[Dataset entries]
------------------------------------------------

//! CLI configuration: engine config loading, cluster connection flags and
//! the run file format.

use anyhow::{Context, bail};
use clap::{Args, ValueEnum};
use kiln_cluster::KubeConfig;
use kiln_core::config::EngineConfig;
use kiln_core::job::Job;
use kiln_scheduler::Stage;
use schemars::JsonSchema;
use serde::{Deserialize, Serialize};
use std::path::{Path, PathBuf};

#[derive(Debug, Clone, Copy, Default, PartialEq, Eq, ValueEnum)]
pub enum OutputFormat {
    #[default]
    Text,
    Json,
    Yaml,
}

#[derive(Debug, Clone, Copy, Default, PartialEq, Eq, ValueEnum)]
pub enum LogFormat {
    #[default]
    Text,
    Json,
}

/// Explicit API server connection settings.
#[derive(Debug, Clone, Default, Args)]
pub struct ClusterArgs {
    /// API server base URL
    #[arg(long, env = "KILN_API_URL")]
    pub api_url: Option<String>,

    /// Bearer token
    #[arg(long, env = "KILN_TOKEN", hide_env_values = true)]
    pub token: Option<String>,

    /// File holding the bearer token
    #[arg(long, env = "KILN_TOKEN_FILE")]
    pub token_file: Option<PathBuf>,

    /// Skip TLS verification for REST calls
    #[arg(long)]
    pub insecure: bool,

    /// Namespace to create sandboxes in
    #[arg(long, env = "KILN_NAMESPACE")]
    pub namespace: Option<String>,
}

impl ClusterArgs {
    pub fn kube_config(&self) -> anyhow::Result<KubeConfig> {
        let Some(api_url) = &self.api_url else {
            bail!("no API server given; pass --api-url, set KILN_API_URL, or use --dry-run");
        };
        let mut config = KubeConfig::parse(api_url)?.accept_invalid_certs(self.insecure);
        if let Some(token) = &self.token {
            config = config.with_token(token.clone());
        }
        if let Some(path) = &self.token_file {
            config = config.with_token_file(path.clone());
        }
        Ok(config)
    }
}

/// Load the engine configuration, or defaults when no file is given.
pub fn load_engine_config(path: Option<&Path>) -> anyhow::Result<EngineConfig> {
    let config = match path {
        Some(path) => EngineConfig::from_file(path)
            .with_context(|| format!("loading engine config {}", path.display()))?,
        None => EngineConfig::default(),
    };
    config.validate()?;
    Ok(config)
}

/// A run file: ordered stages of jobs, or one bare job.
#[derive(Debug, Clone, Serialize, Deserialize, JsonSchema)]
#[serde(untagged)]
pub enum RunFile {
    Stages { stages: Vec<StageFile> },
    Job(Job),
}

#[derive(Debug, Clone, Serialize, Deserialize, JsonSchema)]
pub struct StageFile {
    pub name: String,
    #[serde(default)]
    pub continue_on_failure: bool,
    pub jobs: Vec<Job>,
}

impl RunFile {
    pub fn from_file(path: &Path) -> anyhow::Result<Self> {
        let contents = std::fs::read_to_string(path)
            .with_context(|| format!("reading run file {}", path.display()))?;
        Self::from_yaml(&contents).with_context(|| format!("parsing run file {}", path.display()))
    }

    pub fn from_yaml(contents: &str) -> anyhow::Result<Self> {
        Ok(serde_yaml::from_str(contents)?)
    }

    pub fn into_stages(self) -> Vec<Stage> {
        match self {
            RunFile::Job(job) => vec![Stage {
                name: "default".to_string(),
                jobs: vec![job],
                continue_on_failure: false,
            }],
            RunFile::Stages { stages } => stages
                .into_iter()
                .map(|s| Stage {
                    name: s.name,
                    jobs: s.jobs,
                    continue_on_failure: s.continue_on_failure,
                })
                .collect(),
        }
    }
}

#[cfg(test)]
mod tests {
    use super::*;
    use pretty_assertions::assert_eq;

    #[test]
    fn test_run_file_with_stages() {
        let file = RunFile::from_yaml(
            r#"
stages:
  - name: build
    jobs:
      - name: compile
        runs_on: [ubuntu-latest]
        steps:
          - id: make
            run: make
  - name: test
    continue_on_failure: true
    jobs:
      - name: unit
        steps:
          - id: test
            run: make test
"#,
        )
        .unwrap();
        let stages = file.into_stages();
        assert_eq!(stages.len(), 2);
        assert_eq!(stages[0].jobs[0].name, "compile");
        assert!(stages[1].continue_on_failure);
    }

    #[test]
    fn test_single_job_run_file() {
        let file = RunFile::from_yaml(
            r#"
name: lint
steps:
  - id: lint
    run: cargo clippy
"#,
        )
        .unwrap();
        let stages = file.into_stages();
        assert_eq!(stages.len(), 1);
        assert_eq!(stages[0].name, "default");
        assert_eq!(stages[0].jobs[0].name, "lint");
    }

    #[test]
    fn test_cluster_args_require_url() {
        assert!(ClusterArgs::default().kube_config().is_err());

        let args = ClusterArgs {
            api_url: Some("https://10.0.0.1:6443".to_string()),
            token: Some("secret".to_string()),
            ..ClusterArgs::default()
        };
        let config = args.kube_config().unwrap();
        assert_eq!(config.token.as_deref(), Some("secret"));
    }
}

------------------------------------------------

▶ **Required work**
Using only the data above, copy out the lines that include the word "Result".

▶ **Task answer**
    pub fn kube_config(&self) -> anyhow::Result<KubeConfig> {
pub fn load_engine_config(path: Option<&Path>) -> anyhow::Result<EngineConfig> {
    pub fn from_file(path: &Path) -> anyhow::Result<Self> {
    pub fn from_yaml(contents: &str) -> anyhow::Result<Self> {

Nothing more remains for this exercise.